▸ What to do
Check each line of the material. Copy those containing "String".

**** The input ****

//! CPU register accessors.

use bytes::Bytes;
use std::fmt;

use crate::backend::BackendHandle;
use crate::types::{CpuId, Error, Result};
use crate::validation::validate_fits;

/// Handle on one named register of one CPU.
///
/// The width is fixed when the handle is created. Reads always go back to
/// the backend; the handle never holds a value.
#[derive(Clone)]
pub struct Register {
    backend: BackendHandle,
    cpu: CpuId,
    name: String,
    size: usize,
}

impl fmt::Debug for Register {
    fn fmt(&self, f: &mut fmt::Formatter<'_>) -> fmt::Result {
        f.debug_struct("Register")
            .field("cpu", &self.cpu)
            .field("name", &self.name)
            .field("size", &self.size)
            .finish()
    }
}

impl Register {
    /// Look the register up on `cpu`. Fails with `UnknownRegister` if the
    /// backend does not know `name`.
    pub fn new(backend: BackendHandle, cpu: CpuId, name: impl Into<String>) -> Result<Self> {
        let name = name.into();
        let size = backend.cpu_register(cpu, &name)?.size;
        Ok(Self {
            backend,
            cpu,
            name,
            size,
        })
    }

    pub fn name(&self) -> &str {
        &self.name
    }

    pub fn cpu(&self) -> CpuId {
        self.cpu
    }

    /// Width in bytes.
    pub fn size(&self) -> usize {
        self.size
    }

    /// Store `value` as exactly `size` little-endian bytes, dropping
    /// high-order bytes that do not fit. Returns `self` for chaining.
    pub fn set(&self, value: u128) -> Result<&Self> {
        self.set_bytes(&encode_le(value, self.size))
    }

    /// Store raw little-endian bytes. Shorter payloads are zero-extended to
    /// the register width; longer ones fail with `PayloadTooLarge`.
    ///
    /// This is the path for values wider than 128 bits.
    pub fn set_bytes(&self, bytes: &[u8]) -> Result<&Self> {
        validate_fits(bytes.len(), self.size)?;
        let mut encoded = bytes.to_vec();
        encoded.resize(self.size, 0);
        tracing::debug!("set {}:{} <- {:02x?}", self.cpu, self.name, encoded);
        self.backend
            .set_cpu_register(self.cpu, &self.name, &encoded)?;
        Ok(self)
    }

    /// Integer value of the register.
    ///
    /// The raw bytes are read as a **big-endian** number, while [`set`]
    /// writes little-endian, so `set(x)` followed by `get()` returns `x` with
    /// its bytes reversed. Scripts written against the emulator rely on this
    /// behaviour. Use [`bytes`] for the raw layout.
    ///
    /// [`set`]: Register::set
    /// [`bytes`]: Register::bytes
    pub fn get(&self) -> Result<u128> {
        let raw = self.bytes()?;
        decode_be(&raw).ok_or_else(|| Error::RegisterTooWide {
            name: self.name.clone(),
            size: raw.len(),
        })
    }

    /// Raw register bytes as returned by the backend.
    pub fn bytes(&self) -> Result<Bytes> {
        tracing::trace!("get {}:{}", self.cpu, self.name);
        Ok(self.backend.cpu_register(self.cpu, &self.name)?.bytes)
    }
}

impl fmt::Display for Register {
    fn fmt(&self, f: &mut fmt::Formatter<'_>) -> fmt::Result {
        f.write_str(&self.name)
    }
}

/// `value mod 256^size` as `size` little-endian bytes, zero padded past 16.
fn encode_le(value: u128, size: usize) -> Vec<u8> {
    let le = value.to_le_bytes();
    (0..size).map(|i| le.get(i).copied().unwrap_or(0)).collect()
}

/// Big-endian unsigned value of `raw`, or `None` if it needs more than 128 bits.
fn decode_be(raw: &[u8]) -> Option<u128> {
    let first = raw.iter().position(|&b| b != 0).unwrap_or(raw.len());
    let significant = &raw[first..];
    if significant.len() > 16 {
        return None;
    }
    Some(
        significant
            .iter()
            .fold(0u128, |acc, &b| (acc << 8) | u128::from(b)),
    )
}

****

▸ Response to the task
    name: String,
    pub fn new(backend: BackendHandle, cpu: CpuId, name: impl Into<String>) -> Result<Self> {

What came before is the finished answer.